- In fact, the ES version of target machine is 8.18.2, not 8.14 - I got confused.
I think you may find it more interesting to compare to our latest 9.x version, I believe right now that's 9.0.4. As Xeraa mentioned there's potentially a lot of improvements particularly if you are trying to benchmark against a current version of Milvus, which is the same folks that make VectorDBBench.
Otherwise I would want to know the reason you are on 8.18.x or if there's some reason you are focused on this result on 8.18.x as in can you help us understand what you are trying to achieve.
The mappings config I used is the default params of VectorDBBench
My benchmark dataset is 1 million & 1024 Dims, any recommendation for the params?
It looks like VectorDBBench being part of a Milvus is potentially somewhat biased or misconfigured. I'm not sure, maybe just not maintained?
You should start with the default configuration and see what that looks like first.
m: 16
efConstruction: 100
What I see in the VectorDBBench is also not the defaults but different than what you stated above: VectorDBBench/tests/test_elasticsearch_cloud.py at 9ab7e3c594a456c3b78930835cc277bb9dc55e09 · zilliztech/VectorDBBench · GitHub
So you should be careful about benchmarking with any tool made by a competitor. Maybe somewhat ironically they have an article about having independent benchmarking tools but then don't use the defaults (recommended starting points) for other vector databases.
As an Engineer here's my opinion. I would personally hesitate to compare using VectorDBBench and instead setup an environment that mimics how you expect to scale and handle your use-case. If you want to do true evaluations, you shouldn't trust benchmarks or benchmarking tools from us or them. You have to do your own independent evaluations. Benchmarks are just hard and it's really hard to compare apples to apples, and no one wants to maintain truly independent tools (it's a lot of time and money). Often times I've told folks in the past you need to test on data that's production data and tune any systems you are baking off for your use-case (to be clear tune for your architecture/system not your dataset). And that may even involve, for ES, engaging our consulting team or for Milvus engaging them. I'd be curious how close Bioasq is to your use-case. But I have more thoughts down below on this.

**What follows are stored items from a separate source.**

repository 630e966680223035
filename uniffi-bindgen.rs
fn main() {
    uniffi::uniffi_bindgen_main()
}
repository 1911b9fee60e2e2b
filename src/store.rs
//! Global Application State Store
//!
//! Uses Leptos reactive_stores for fine-grained reactivity.

use leptos::prelude::*;
use reactive_stores::Store;

use crate::error::TaskFileError;
use crate::models::{Task, TaskId};
use crate::task_list::TaskList;

/// Ticket handed out per file load
#[derive(Clone, Copy, Debug, PartialEq, Eq)]
pub struct LoadTicket(u64);

/// Hands out load tickets; only the most recently issued one is current.
/// Reads finishing out of order therefore resolve to the last load the user
/// started.
#[derive(Clone, Copy, Debug, Default, PartialEq, Eq)]
pub struct LoadQueue {
    latest: u64,
}

impl LoadQueue {
    pub fn begin(&mut self) -> LoadTicket {
        self.latest += 1;
        LoadTicket(self.latest)
    }

    pub fn is_current(&self, ticket: LoadTicket) -> bool {
        ticket.0 == self.latest
    }
}

/// Result of a finished file read
#[derive(Debug)]
pub enum LoadOutcome {
    /// File applied, with the number of tasks loaded
    Loaded(usize),
    /// A newer load was started in the meantime; result dropped
    Superseded,
    Failed(TaskFileError),
}

/// Global application state with field-level reactivity
#[derive(Clone, Debug, Default, Store)]
pub struct AppState {
    /// Tasks and id counter
    pub list: TaskList,
    /// Bumped by every controller operation; rows are keyed on it so each
    /// operation regenerates the whole list
    pub revision: u64,
    /// File loads in flight
    pub loads: LoadQueue,
}

impl AppState {
    pub fn new() -> Self {
        Self::default()
    }
}

/// Type alias for the store
pub type AppStore = Store<AppState>;

// ========================
// Store Helper Functions
// ========================

/// Run a controller operation on the list and mark the view stale,
/// whether or not the operation changed anything
pub fn store_apply<R>(store: &AppStore, op: impl FnOnce(&mut TaskList) -> R) -> R {
    let result = op(&mut store.list().write());
    *store.revision().write() += 1;
    result
}

/// Tracked snapshot of the tasks, paired with the current revision
pub fn store_tasks(store: &AppStore) -> (u64, Vec<Task>) {
    let revision = store.revision().get();
    let tasks = store.list().read().tasks().to_vec();
    (revision, tasks)
}

/// Untracked JSON export of the current list
pub fn store_export(store: &AppStore) -> Result<String, TaskFileError> {
    store.list().read_untracked().to_json()
}

/// Untracked current text of task `id`
pub fn store_text(store: &AppStore, id: TaskId) -> Option<String> {
    store.list().read_untracked().get(id).map(|t| t.text.clone())
}

pub fn store_begin_load(store: &AppStore) -> LoadTicket {
    store.loads().write().begin()
}

/// Apply the text of a finished read, unless a newer load has started
pub fn store_finish_load(
    store: &AppStore,
    ticket: LoadTicket,
    read: Result<String, TaskFileError>,
) -> LoadOutcome {
    if !store.loads().read_untracked().is_current(ticket) {
        log::debug!("[FILES] load {:?} superseded", ticket);
        return LoadOutcome::Superseded;
    }
    match read.and_then(|text| store_apply(store, |list| list.load_json(&text))) {
        Ok(count) => {
            log::debug!(
                "[FILES] load {:?} applied, next id {}",
                ticket,
                store.list().read_untracked().next_id()
            );
            LoadOutcome::Loaded(count)
        }
        Err(e) => {
            log::debug!("[FILES] load {:?} rejected: {}", ticket, e);
            LoadOutcome::Failed(e)
        }
    }
}

#[cfg(test)]
mod tests {
    use super::*;

    #[test]
    fn test_first_ticket_is_current() {
        let mut loads = LoadQueue::default();
        let ticket = loads.begin();
        assert!(loads.is_current(ticket));
    }

    #[test]
    fn test_newer_load_supersedes_older() {
        let mut loads = LoadQueue::default();
        let first = loads.begin();
        let second = loads.begin();
        assert!(!loads.is_current(first));
        assert!(loads.is_current(second));
    }

    fn new_store() -> AppStore {
        Store::new(AppState::new())
    }

    fn revision(store: &AppStore) -> u64 {
        store.revision().get_untracked()
    }

    #[test]
    fn test_store_apply_bumps_revision_even_for_noop() {
        let store = new_store();
        assert_eq!(store_apply(&store, |list| list.add("Buy milk")), Some(1));
        assert_eq!(revision(&store), 1);

        assert!(!store_apply(&store, |list| list.delete(99)));
        assert!(!store_apply(&store, |list| list.edit(1, "   ")));
        assert_eq!(revision(&store), 3);
        assert_eq!(store_text(&store, 1).as_deref(), Some("Buy milk"));
    }

    #[test]
    fn test_superseded_load_is_dropped() {
        let store = new_store();
        store_apply(&store, |list| list.add("keep me"));
        let before = store.list().get_untracked();

        let older = store_begin_load(&store);
        let newer = store_begin_load(&store);

        let outcome = store_finish_load(&store, older, Ok(r#"{"tasks":[],"nextId":50}"#.into()));
        assert!(matches!(outcome, LoadOutcome::Superseded));
        assert_eq!(store.list().get_untracked(), before);

        let outcome = store_finish_load(
            &store,
            newer,
            Ok(r#"{"tasks":[{"id":7,"text":"fresh"}],"nextId":5}"#.into()),
        );
        assert!(matches!(outcome, LoadOutcome::Loaded(1)));
        assert_eq!(store_text(&store, 7).as_deref(), Some("fresh"));
        assert_eq!(store.list().get_untracked().next_id(), 8);
    }

    #[test]
    fn test_failed_load_keeps_list() {
        let store = new_store();
        store_apply(&store, |list| list.add("keep me"));
        let before = store.list().get_untracked();

        let ticket = store_begin_load(&store);
        let outcome = store_finish_load(&store, ticket, Ok("{bad".into()));
        let LoadOutcome::Failed(err) = outcome else {
            panic!("expected a failed load");
        };
        assert!(err.to_string().contains("line 1 column 2"));
        assert_eq!(store.list().get_untracked(), before);

        let ticket = store_begin_load(&store);
        let outcome = store_finish_load(&store, ticket, Err(TaskFileError::Read("denied".into())));
        assert!(matches!(outcome, LoadOutcome::Failed(TaskFileError::Read(_))));
        assert_eq!(store.list().get_untracked(), before);
    }

    #[test]
    fn test_current_load_replaces_list() {
        let store = new_store();
        store_apply(&store, |list| list.add("old"));

        let ticket = store_begin_load(&store);
        let json = r#"{"tasks":[{"id":1,"text":"a","done":true},{"id":2,"text":"b"}],"nextId":3}"#;
        let outcome = store_finish_load(&store, ticket, Ok(json.into()));
        assert!(matches!(outcome, LoadOutcome::Loaded(2)));

        let (_, tasks) = store_tasks(&store);
        assert_eq!(tasks.len(), 2);
        assert!(tasks[0].done);
        assert_eq!(tasks[1].text, "b");
    }

    #[test]
    fn test_app_state_starts_empty() {
        let state = AppState::new();
        assert!(state.list.tasks().is_empty());
        assert_eq!(state.list.next_id(), 1);
        assert_eq!(state.revision, 0);
    }
}
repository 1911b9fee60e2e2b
//! UI Components
//!
//! Leptos components for the task page.

mod new_task_form;
mod file_controls;
mod task_list_view;
mod task_item;

pub use new_task_form::NewTaskForm;
pub use file_controls::FileControls;
pub use task_list_view::TaskListView;
pub use task_item::TaskItem;
//! Task List App
//!
//! Root component: builds the state once and hands the controller down
//! through context.

use leptos::prelude::*;
use reactive_stores::Store;

use crate::components::{FileControls, NewTaskForm, TaskListView};
use crate::context::AppContext;
use crate::store::AppState;
use crate::strings;

#[component]
pub fn App() -> impl IntoView {
    let store = Store::new(AppState::new());
    provide_context(AppContext::new(store));

    view! {
        <main class="app">
            <h1>{strings::TITLE}</h1>

            <div class="toolbar">
                <NewTaskForm />
                <FileControls />
            </div>

            <TaskListView />
        </main>
    }
}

Here's where you can find docs on those defaults for ES in case you need them though (and they have been this way for awhile now):
Still I'm wondering why SQ would make query slower, my colleague repeat that too
The result is surprising. However, there's a lot of reasons you can see slowdowns. It's hard to tell from this information. My gut reaction is that the two clusters were not in the same state when doing the evaluation. Be curious to see it run multiple times (not sure how many times VectorDBBench runs the eval or how that setup works as in are there warm up periods, etc). And curious whether the segments had been force merged prior to doing the evaluation or not. I assume the hardware being used is consistent but good to validate all the way up and down the stack that things are in the same state when using VectorDBBench to evaluate.
To say it outloud I think the two things you are evaluating are:
- hnsw (full float)
- int8_hnsw (quantized)
hnsw
by default will do less oversample and candidate exploration in the graph. I would not have expected this big a change from this alone but worth eliminating this discrepancy.

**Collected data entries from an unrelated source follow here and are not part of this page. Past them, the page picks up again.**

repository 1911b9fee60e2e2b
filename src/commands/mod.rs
//! Browser Host Bindings
//!
//! Thin wrappers over the web APIs the controller needs, organized by concern.
//! Failures come back as `Err(String)`; callers decide whether the user hears
//! about them.

mod dialog;
mod files;
mod selection;

use wasm_bindgen::{JsCast, JsValue};

// Re-export all public items
pub use dialog::*;
pub use files::*;
pub use selection::*;

/// Best-effort text for a rejected promise or thrown exception
fn js_err(value: JsValue) -> String {
    if let Some(err) = value.dyn_ref::<js_sys::Error>() {
        return String::from(err.message());
    }
    value.as_string().unwrap_or_else(|| format!("{:?}", value))
}

fn window() -> Result<web_sys::Window, String> {
    web_sys::window().ok_or_else(|| "no window".to_string())
}

fn document() -> Result<web_sys::Document, String> {
    window()?.document().ok_or_else(|| "no document".to_string())
}
//! Console Logger
//!
//! `log` backend writing to the browser devtools console.

use log::{Level, LevelFilter, Log, Metadata, Record};
use wasm_bindgen::JsValue;

struct ConsoleLogger;

static LOGGER: ConsoleLogger = ConsoleLogger;

impl Log for ConsoleLogger {
    fn enabled(&self, metadata: &Metadata) -> bool {
        metadata.level() <= log::max_level()
    }

    fn log(&self, record: &Record) {
        if !self.enabled(record.metadata()) {
            return;
        }
        let line = JsValue::from(format!(
            "[{} {}] {}",
            record.level(),
            record.target(),
            record.args()
        ));
        match record.level() {
            Level::Error => web_sys::console::error_1(&line),
            Level::Warn => web_sys::console::warn_1(&line),
            Level::Info => web_sys::console::info_1(&line),
            Level::Debug | Level::Trace => web_sys::console::debug_1(&line),
        }
    }

    fn flush(&self) {}
}

/// Install the console logger. Safe to call more than once; later calls only
/// adjust the level.
pub fn init(level: LevelFilter) {
    if log::set_logger(&LOGGER).is_err() {
        log::debug!("logger already installed");
    }
    log::set_max_level(level);
}
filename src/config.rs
//! Application Configuration
//!
//! The page has no settings UI; the only knob is the console log level,
//! taken from the query string (`index.html?log=debug`).

use log::LevelFilter;

/// Name offered for the exported file
pub const EXPORT_FILE_NAME: &str = "tasks.json";
/// MIME type of the exported file
pub const EXPORT_MIME: &str = "application/json";

const LOG_PARAM: &str = "log";

#[derive(Debug, Clone, Copy, PartialEq, Eq)]
pub struct AppConfig {
    pub log_level: LevelFilter,
}

impl Default for AppConfig {
    fn default() -> Self {
        Self {
            log_level: LevelFilter::Warn,
        }
    }
}

impl AppConfig {
    /// Parse a `location.search` string. Unknown keys and bad values are ignored.
    pub fn from_query(search: &str) -> Self {
        let mut config = Self::default();
        let pairs = search.trim_start_matches('?').split('&').filter_map(|p| p.split_once('='));
        for (key, value) in pairs {
            if key == LOG_PARAM {
                if let Ok(level) = value.parse::<LevelFilter>() {
                    config.log_level = level;
                }
            }
        }
        config
    }

    /// Read the configuration from the current page URL
    pub fn from_location() -> Self {
        web_sys::window()
            .and_then(|w| w.location().search().ok())
            .map(|search| Self::from_query(&search))
            .unwrap_or_default()
    }
}

#[cfg(test)]
mod tests {
    use super::*;

    #[test]
    fn test_default_is_quiet() {
        assert_eq!(AppConfig::default().log_level, LevelFilter::Warn);
        assert_eq!(AppConfig::from_query(""), AppConfig::default());
    }

    #[test]
    fn test_log_level_from_query() {
        assert_eq!(AppConfig::from_query("?log=debug").log_level, LevelFilter::Debug);
        assert_eq!(AppConfig::from_query("?theme=dark&log=TRACE").log_level, LevelFilter::Trace);
        assert_eq!(AppConfig::from_query("?log=off").log_level, LevelFilter::Off);
    }

    #[test]
    fn test_bad_values_ignored() {
        assert_eq!(AppConfig::from_query("?log=loud").log_level, LevelFilter::Warn);
        assert_eq!(AppConfig::from_query("?log").log_level, LevelFilter::Warn);
    }
}
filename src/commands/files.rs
//! File Commands
//!
//! Export through a download link, import through `Blob.text()`.

use wasm_bindgen::JsCast;
use wasm_bindgen::JsValue;
use wasm_bindgen_futures::JsFuture;
use web_sys::{Blob, BlobPropertyBag, File, HtmlAnchorElement, Url};

use super::{document, js_err};

/// Offer `contents` to the user as a downloaded file
pub fn download_text(file_name: &str, mime: &str, contents: &str) -> Result<(), String> {
    let parts = js_sys::Array::of1(&JsValue::from_str(contents));
    let options = BlobPropertyBag::new();
    options.set_type(mime);
    let blob = Blob::new_with_str_sequence_and_options(&parts, &options).map_err(js_err)?;

    let url = Url::create_object_url_with_blob(&blob).map_err(js_err)?;
    let anchor = document()?
        .create_element("a")
        .map_err(js_err)?
        .dyn_into::<HtmlAnchorElement>()
        .map_err(|_| "created element is not an anchor".to_string())?;
    anchor.set_href(&url);
    anchor.set_download(file_name);
    anchor.click();

    Url::revoke_object_url(&url).map_err(js_err)?;
    log::debug!("[FILES] offered {} ({} bytes)", file_name, contents.len());
    Ok(())
}

/// Read a picked file as UTF-8 text
pub async fn read_file_text(file: File) -> Result<String, String> {
    let name = file.name();
    let value = JsFuture::from(file.text()).await.map_err(js_err)?;
    let text = value
        .as_string()
        .ok_or_else(|| format!("{} did not read as text", name))?;
    log::debug!("[FILES] read {} ({} bytes)", name, text.len());
    Ok(text)
}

Default oversample is 3x of k
and num candidates to explore is max(15, k)
. So it's not clear what your k
value is. VectorDBBench seems to default to k:100
so it may be for the sake of starting your comparisons good to explicitly set oversample
and num_candidates
. I would not have expected this to cause that level of difference though. So something else is likely different between the two runs.
Here's some more information here on that configuration: kNN search | Elastic Docs
Lastly I would recommend you include our new default here as well which is:
- bbq_hnsw (for vector sizes > 384 dims)
It will likely perform better.
Suffice it there's a lot of knobs you can turn. And full float hnsw
is meant for small dataset, high accuracy. Any quantization method is primarily interested in reducing size so more of the vectors can be loaded on heap (in this case) and speed up query at large scale. But I would say start with getting on the latest version of ES with the default configuration and be explicit about all the params. Be explicit about whether segments are merged or not. Indicate which hardware is being used. And run multiple evaluations and provide outcomes from those runs so we can all review.
Feel free to ask additional questions and happy to help ya'll iterate.